Hapag-Lloyd – Craftvena
No i mamy sensację. Po 48 przegranych setach z rzędu, Hapag-Lloyd zdobył swój premierowy punkt w Inter Marine SL3. Nie ukrywamy, że odczuwamy w związku z tym dziką satysfakcję. Już od kilku dni informowaliśmy bowiem, że gwiazdka w Lidlu zbliża się nieubłaganie. Było blisko w końcówce poprzedniego sezonu. Jeszcze bliżej było w dwóch meczach obecnego sezonu, gdzie 'Logistycy’ byli blisko punktu z Aqua Volley oraz ekipą Kryj Ryj. Ależ to jest fenomenalna historia drużyny, która się nie zniechęcała i nie spuszczała głów, a zamiast tego zakasała rękawy i w czasie, gdy inni się obijali – oni regularnie trenowali. Jeszcze do niedawna różnica między 'Logistykami’ a innymi ekipami w ligowej stawce była naprawdę duża. Dziś te dysproporcje się zatarły i sądzimy, że to nie koniec niespodzianek, które ‘Pomarańczowi’ będą sprawiać swoim kibicom. A Craftvena? Cóż, twarze się zmieniają, ale tożsamość drużyny niekoniecznie. Miała być walka o powrót do 3 ligi, a tymczasem gracze w czarnych strojach muszą się cieszyć, że Redakcja nie ma w planach tworzenia piątej ligi. Nie wiemy dokładnie, gdzie leży problem ‘Rzemieślników’, ale już od jakiegoś czasu team Bartka Zakrzewskiego gra dużo poniżej oczekiwań. Sami zastanawiamy się, kiedy Craftvena odkręci się z tego marazmu.
BL Volley – Team Spontan
Po świetnej inauguracji sezonu, Team Spontan przystępował do trzeciego spotkania w edycji Jesień’24. Tym razem rywalem ekipy Piotra Raczyńskiego była czwarta drużyna grupy A w poprzednim sezonie. Choć w naszych oczach to Spontan był faworytem, to spotkanie rozpoczęło się zdecydowanie lepiej dla zespołu Wojciecha Strychalskiego. Nim się obejrzeliśmy ‘Tygrysy’ po ataku Bartosza Zdunka, prowadzili już 10-4! To, co mogło się podobać w grze biało-pomarańczowych to dobra gra w obronie i asekuracji, a to z kolei sprawiało, że Spontan miał problemy z tym by wbić się w parkiet (14-9). Choć z czasem ‘Spontaniczni’ wzięli się do roboty i zniwelowali stratę do dwóch punktów (15-13), to ostatnie słowo należało już do zespołu Wojciecha Strychalskiego (21-17). Środkowa odsłona to zupełny zwrot akcji. Choć partia ta rozpoczęła się od wyrównanej gry (6-6), to w dalszej części seta gracze BL zaczęli popełniać mnóstwo błędów, po których ich gra posypała się jak domek z kart. W ostatnim secie emocji niestety jak na lekarstwo. Nie jest to rzecz jasna zarzut do Spontana, bo po przespanym początku złapali oni wiatr w żagle. Zarzut jest bardziej do ekipy BEZ LIPY, bo niestety lipy było i to mnóstwo. Co ciekawe, kiedy BL przegrywał już kilkoma punktami to zarówno w drugim, jak i trzecim secie nie podjęli nawet prób odwrócenia losów rywalizacji. Ech, nie wyglądało to zbyt dobrze. Powtórzenie wyniku z poprzedniego sezonu wydaje się być zadaniem arcytrudnym.

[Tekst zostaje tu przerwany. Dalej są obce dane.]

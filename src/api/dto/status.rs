//! DTOs for the status probe endpoints.

use serde::{Deserialize, Serialize};

use crate::application::services::{DomainCheck, StatusRow};
use crate::domain::classify::{BadgeKind, SecondaryBadge};
use crate::domain::entities::ProbeResult;

/// Query of `GET /status`.
#[derive(Debug, Deserialize)]
pub struct StatusQuery {
    pub url: Option<String>,
}

/// Query of `GET /status/check`.
#[derive(Debug, Deserialize)]
pub struct DomainCheckQuery {
    pub domain: Option<String>,
}

/// Wire form of a single probe.
///
/// ```json
/// { "url": "https://a.example", "status": 301, "redirect": "https://b.example" }
/// { "url": "https://down.example", "error": true }
/// ```
#[derive(Debug, Clone, PartialEq, Serialize, Deserialize)]
#[serde(untagged)]
pub enum ProbeResponse {
    Reached {
        url: String,
        status: u16,
        redirect: Option<String>,
    },
    Failed {
        url: String,
        error: bool,
    },
}

impl From<ProbeResult> for ProbeResponse {
    fn from(r: ProbeResult) -> Self {
        match r.status {
            Some(status) if !r.failed => ProbeResponse::Reached {
                url: r.url,
                status,
                redirect: r.redirect_target,
            },
            _ => ProbeResponse::Failed {
                url: r.url,
                error: true,
            },
        }
    }
}

impl ProbeResponse {
    /// Converts the wire form back into a probe result.
    pub fn into_probe_result(self) -> ProbeResult {
        match self {
            ProbeResponse::Reached {
                url,
                status,
                redirect,
            } => ProbeResult::responded(url, status, redirect),
            ProbeResponse::Failed { url, .. } => ProbeResult::failed(url),
        }
    }
}

/// One classified row of `GET /status/check`.
#[derive(Debug, Clone, Serialize)]
pub struct StatusRowItem {
    pub url: String,
    pub status: Option<u16>,
    pub redirect: Option<String>,
    pub error: bool,
    pub badge_kind: BadgeKind,
    pub primary_label: String,
    pub primary_tooltip: Option<String>,
    pub secondary_badge: Option<SecondaryBadge>,
}

impl From<StatusRow> for StatusRowItem {
    fn from(row: StatusRow) -> Self {
        Self {
            url: row.result.url,
            status: row.result.status,
            redirect: row.result.redirect_target,
            error: row.result.failed,
            badge_kind: row.classification.badge_kind,
            primary_label: row.classification.primary_label,
            primary_tooltip: row.classification.primary_tooltip,
            secondary_badge: row.classification.secondary_badge,
        }
    }
}

/// Response of `GET /status/check`.
#[derive(Debug, Clone, Serialize)]
pub struct DomainCheckResponse {
    pub host: String,
    pub variants: Vec<String>,
    pub rows: Vec<StatusRowItem>,
}

impl From<DomainCheck> for DomainCheckResponse {
    fn from(check: DomainCheck) -> Self {
        Self {
            host: check.host,
            variants: check.variants,
            rows: check.rows.into_iter().map(StatusRowItem::from).collect(),
        }
    }
}

#[cfg(test)]
mod tests {
    use super::*;
    use serde_json::json;

    #[test]
    fn test_reached_serializes_null_redirect() {
        let body = serde_json::to_value(ProbeResponse::from(ProbeResult::responded(
            "https://a.example",
            200,
            None,
        )))
        .unwrap();

        assert_eq!(
            body,
            json!({"url": "https://a.example", "status": 200, "redirect": null})
        );
    }

    #[test]
    fn test_failed_serializes_error_flag() {
        let body =
            serde_json::to_value(ProbeResponse::from(ProbeResult::failed("https://x.example")))
                .unwrap();

        assert_eq!(body, json!({"url": "https://x.example", "error": true}));
    }

    #[test]
    fn test_deserialize_both_shapes() {
        let reached: ProbeResponse = serde_json::from_value(
            json!({"url": "u", "status": 301, "redirect": "https://t"}),
        )
        .unwrap();
        assert_eq!(
            reached.into_probe_result(),
            ProbeResult::responded("u", 301, Some("https://t".to_string()))
        );

        let failed: ProbeResponse =
            serde_json::from_value(json!({"url": "u", "error": true})).unwrap();
        assert_eq!(failed.into_probe_result(), ProbeResult::failed("u"));
    }
}
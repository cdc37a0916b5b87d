use htaccess_hub::config::{Config, load_from_env};
use htaccess_hub::server;
use tracing_subscriber::EnvFilter;

#[tokio::main]
async fn main() -> anyhow::Result<()> {
    dotenvy::dotenv().ok();

    let config = load_from_env()?;
    init_tracing(&config)?;
    config.print_summary();

    server::run(config).await
}

fn init_tracing(config: &Config) -> anyhow::Result<()> {
    let filter = EnvFilter::try_from_default_env()
        .or_else(|_| EnvFilter::try_new(&config.log_level))?;

    if config.log_format == "json" {
        tracing_subscriber::fmt()
            .json()
            .with_env_filter(filter)
            .with_current_span(false)
            .init();
    } else {
        tracing_subscriber::fmt().with_env_filter(filter).init();
    }

    Ok(())
}
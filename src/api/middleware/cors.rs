//! CORS policy for the probe endpoints.

use axum::http::Method;
use tower_http::cors::{Any, CorsLayer};

/// Allow-all CORS for `/status`, so the checker can be called from any page.
///
/// Every response, including `400` errors, carries
/// `Access-Control-Allow-Origin: *`.
pub fn layer() -> CorsLayer {
    CorsLayer::new()
        .allow_origin(Any)
        .allow_methods([Method::GET, Method::OPTIONS])
        .allow_headers(Any)
}
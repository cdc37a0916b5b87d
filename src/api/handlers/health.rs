//! Handler for health check endpoint.

use axum::{Json, extract::State, http::StatusCode};

use crate::api::dto::health::{CheckStatus, HealthChecks, HealthResponse};
use crate::state::AppState;

/// Returns service health status with component checks.
///
/// # Endpoint
///
/// `GET /health`
///
/// # Response Codes
///
/// - **200 OK**: rule store reachable
/// - **503 Service Unavailable**: rule store degraded
pub async fn health_handler(
    State(state): State<AppState>,
) -> Result<Json<HealthResponse>, (StatusCode, Json<HealthResponse>)> {
    let store_check = check_rule_store(&state).await;
    let healthy = store_check.status == "ok";

    let response = HealthResponse {
        status: if healthy { "healthy" } else { "degraded" }.to_string(),
        version: env!("CARGO_PKG_VERSION").to_string(),
        checks: HealthChecks {
            rule_store: store_check,
        },
    };

    if healthy {
        Ok(Json(response))
    } else {
        Err((StatusCode::SERVICE_UNAVAILABLE, Json(response)))
    }
}

async fn check_rule_store(state: &AppState) -> CheckStatus {
    match state.rule_service.ping().await {
        Ok(()) => CheckStatus {
            status: "ok".to_string(),
            message: None,
        },
        Err(e) => CheckStatus {
            status: "error".to_string(),
            message: Some(format!("Rule store error: {}", e)),
        },
    }
}
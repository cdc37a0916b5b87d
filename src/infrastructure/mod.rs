//! Infrastructure layer for external integrations.
//!
//! This layer implements interfaces defined by the domain layer.
//!
//! # Modules
//!
//! - [`persistence`] - Rule storage (PostgreSQL and in-process)
//! - [`http`] - Outbound HTTP status probes

pub mod http;
pub mod persistence;
//! Top-level router configuration combining API and web routes.
//!
//! # Route Structure
//!
//! - `GET  /`              - Dashboard (status checker + rule list)
//! - `GET  /health`        - Health check
//! - `GET  /status`        - Single-hop probe of one URL (CORS allow-all)
//! - `GET  /status/check`  - Full domain check
//! - `*    /rules`         - Rule collection (GET/POST/PUT/DELETE)
//!
//! # Middleware
//!
//! - **Tracing** - Structured request/response logging
//! - **Rate limiting** - Per-IP token bucket, optional
//! - **Admin gate** - Bearer token on rule mutations when `ADMIN_TOKEN` is set
//! - **Path normalization** - Trailing slash handling

use crate::api;
use crate::api::handlers::health_handler;
use crate::api::middleware::tracing;
use crate::state::AppState;
use crate::web;
use axum::Router;
use axum::routing::get;
use tower::Layer;
use tower_http::normalize_path::{NormalizePath, NormalizePathLayer};

/// Constructs the application router with all routes and middleware.
///
/// # Arguments
///
/// - `state` - shared application state injected into all handlers
/// - `rate_limited` - enables per-IP rate limiting; this needs peer addresses,
///   so serve with `into_make_service_with_connect_info::<SocketAddr>()`
pub fn app_router(state: AppState, rate_limited: bool) -> NormalizePath<Router> {
    NormalizePathLayer::trim_trailing_slash().layer(router(state, rate_limited))
}

/// All routes with state applied, without path normalization.
pub fn router(state: AppState, rate_limited: bool) -> Router {
    Router::new()
        .route("/health", get(health_handler))
        .merge(web::routes::public_routes())
        .merge(api::routes::status_routes(rate_limited))
        .merge(api::routes::rule_routes(state.clone(), rate_limited))
        .with_state(state)
        .layer(tracing::layer())
}
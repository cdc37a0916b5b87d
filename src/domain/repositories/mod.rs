//! Repository trait definitions for the domain layer.
//!
//! Traits define the contract for data operations; implementations live in
//! `crate::infrastructure::persistence`. Mock implementations are generated
//! via `mockall` for unit tests.
//!
//! # Testing
//!
//! See integration tests in `tests/repository_rule.rs` for usage examples.

pub mod rule_repository;

pub use rule_repository::RuleRepository;

#[cfg(test)]
pub use rule_repository::MockRuleRepository;
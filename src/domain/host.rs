//! Domain input normalization and URL variant construction.
//!
//! Free-text input is reduced to a bare host without validating its syntax.
//! Malformed hosts are passed through and surface later as probe failures.

use regex::Regex;
use std::fmt;
use std::sync::LazyLock;

/// Host used when the input is empty.
pub const PLACEHOLDER_HOST: &str = "domain.com";

static SCHEME_PREFIX: LazyLock<Regex> = LazyLock::new(|| Regex::new(r"(?i)^https?://").unwrap());
static WWW_PREFIX: LazyLock<Regex> = LazyLock::new(|| Regex::new(r"(?i)^www\.").unwrap());

/// A host with no scheme, no leading `www.` and no path.
///
/// Case is preserved from the input. Never empty and never contains `/`.
#[derive(Debug, Clone, PartialEq, Eq, Hash)]
pub struct NormalizedHost(String);

impl NormalizedHost {
    pub fn as_str(&self) -> &str {
        &self.0
    }
}

impl fmt::Display for NormalizedHost {
    fn fmt(&self, f: &mut fmt::Formatter<'_>) -> fmt::Result {
        f.write_str(&self.0)
    }
}

impl AsRef<str> for NormalizedHost {
    fn as_ref(&self) -> &str {
        &self.0
    }
}

/// Reduces user input to a bare host.
///
/// # Rules
///
/// 1. Empty or whitespace-only input yields [`PLACEHOLDER_HOST`]
/// 2. One leading `http://` or `https://` is removed (case-insensitive)
/// 3. One leading `www.` is removed (case-insensitive)
/// 4. Everything from the first `/` on is dropped
/// 5. Surrounding whitespace is trimmed
///
/// # Examples
///
/// ```ignore
/// assert_eq!(normalize_host("https://www.Example.com/path").as_str(), "Example.com");
/// assert_eq!(normalize_host("").as_str(), "domain.com");
/// ```
pub fn normalize_host(input: &str) -> NormalizedHost {
    if input.trim().is_empty() {
        return NormalizedHost(PLACEHOLDER_HOST.to_string());
    }

    let without_scheme = SCHEME_PREFIX.replace(input, "");
    let without_www = WWW_PREFIX.replace(&without_scheme, "");
    let host = without_www.split('/').next().unwrap_or_default().trim();

    if host.is_empty() {
        return NormalizedHost(PLACEHOLDER_HOST.to_string());
    }

    NormalizedHost(host.to_string())
}

/// Expands a host into the four canonical URL variants.
///
/// The order is the display order: `https://www.`, `https://`, `http://www.`, `http://`.
pub fn build_variants(host: &NormalizedHost) -> [String; 4] {
    let h = host.as_str();
    [
        format!("https://www.{h}"),
        format!("https://{h}"),
        format!("http://www.{h}"),
        format!("http://{h}"),
    ]
}
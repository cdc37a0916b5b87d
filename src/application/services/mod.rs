//! Business logic services for the application layer.

pub mod auth_service;
pub mod rule_service;
pub mod status_service;

pub use auth_service::AuthService;
pub use rule_service::RuleService;
pub use status_service::{DomainCheck, StatusRow, StatusService};
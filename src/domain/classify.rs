//! Display classification of probe outcomes.

use serde::Serialize;

use crate::domain::entities::ProbeResult;

/// Colour family of the primary badge.
#[derive(Debug, Clone, Copy, PartialEq, Eq, Serialize)]
#[serde(rename_all = "lowercase")]
pub enum BadgeKind {
    Ok,
    Redirect,
    Error,
}

impl BadgeKind {
    /// Stylesheet class used by the dashboard.
    pub fn css_class(self) -> &'static str {
        match self {
            BadgeKind::Ok => "ok",
            BadgeKind::Redirect => "redirect",
            BadgeKind::Error => "err",
        }
    }
}

/// Badge shown next to a redirect, asserting where it leads.
#[derive(Debug, Clone, PartialEq, Eq, Serialize)]
pub struct SecondaryBadge {
    pub label: String,
    pub tooltip: String,
}

#[derive(Debug, Clone, PartialEq, Eq, Serialize)]
pub struct Classification {
    pub badge_kind: BadgeKind,
    pub primary_label: String,
    /// Redirect target shown on hover over a `301` badge.
    pub primary_tooltip: Option<String>,
    pub secondary_badge: Option<SecondaryBadge>,
}

/// Label of the badge shown for probes that never got a response.
pub const ERROR_LABEL: &str = "ERR";

/// Maps a probe outcome to its badges.
///
/// Only `200` is `ok` and only `301` is `redirect`; every other status,
/// including `302`, `307` and `308`, is classified as an error. Whenever a
/// `Location` was returned a secondary `"200"` badge is added with the target
/// as tooltip. That badge is asserted, the target is never probed.
pub fn classify(result: &ProbeResult) -> Classification {
    let Some(status) = result.status.filter(|_| !result.failed) else {
        return Classification {
            badge_kind: BadgeKind::Error,
            primary_label: ERROR_LABEL.to_string(),
            primary_tooltip: None,
            secondary_badge: None,
        };
    };

    let badge_kind = match status {
        200 => BadgeKind::Ok,
        301 => BadgeKind::Redirect,
        _ => BadgeKind::Error,
    };

    let primary_tooltip = match badge_kind {
        BadgeKind::Redirect => result.redirect_target.clone(),
        _ => None,
    };

    let secondary_badge = result.redirect_target.as_ref().map(|target| SecondaryBadge {
        label: "200".to_string(),
        tooltip: target.clone(),
    });

    Classification {
        badge_kind,
        primary_label: status.to_string(),
        primary_tooltip,
        secondary_badge,
    }
}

BVT Gdańsk – Empire Spikes Back
Uff, całe szczęście, że kapitan Empire Spikes Back nie gra zbyt długo w SL3 i nie miał okazji słyszeć o słynnej już klątwie wywiadów. W skrócie – najczęściej drużyny, które udzielają przed meczem wywiadu, przegrywają po chwili spotkanie. W pierwszym secie rywalizacji zanosiło się jednak na to, że gracze z biało-czarnym logo będą w stanie tę klątwę przełamać. Po asie serwisowym kapitana, ‘Imperatorzy’ prowadzili bowiem już 19-13 i kompletnie nic nie zapowiadało katastrofy, która miała za chwilę nadejść. Nie wiemy, co wydarzyło się w głowach graczy ESB, ale w końcówce seta popełniali bardzo dużo błędów i finalnie dali sobie wydrzeć zwycięstwo sprzed nosa. Oj, to musiało boleć. Od początku drugiego seta widać było, że podopieczni Przemysława Gorczycy wciąż mieli w głowie to, co się przed chwilą wydarzyło. Partia ta rozpoczęła się bowiem od prowadzenia ‘Bobrów’ (7-1). Po chwili ESB poprosili o czas i tuż po nim gra drużyny wyglądała już dużo lepiej. Nie oznacza to bynajmniej, że na tyle lepiej by zagrozić swoim przeciwnikom, którzy po dwóch atakach Karola Fidurskiego, ponownie odjechali na pięć oczek (16-11) i po chwili cieszyli się z wygrania meczu (21-14). Ostatnia odsłona rozpoczęła się od wyrównanej gry, po której na tablicy wyników mieliśmy remis po 7. W drugiej części seta gracze ESB się jednak ewidentnie zacięli i gracze Grzegorza Żyły-Stawarskiego objęli prowadzenie 18-11, by po chwili cieszyć się z drugiego kompletu oczek w obecnym tygodniu. Wow, to był naprawdę dobry okres drużyny, po którym wskakują oni na fotel lidera czwartej ligi! Brawo!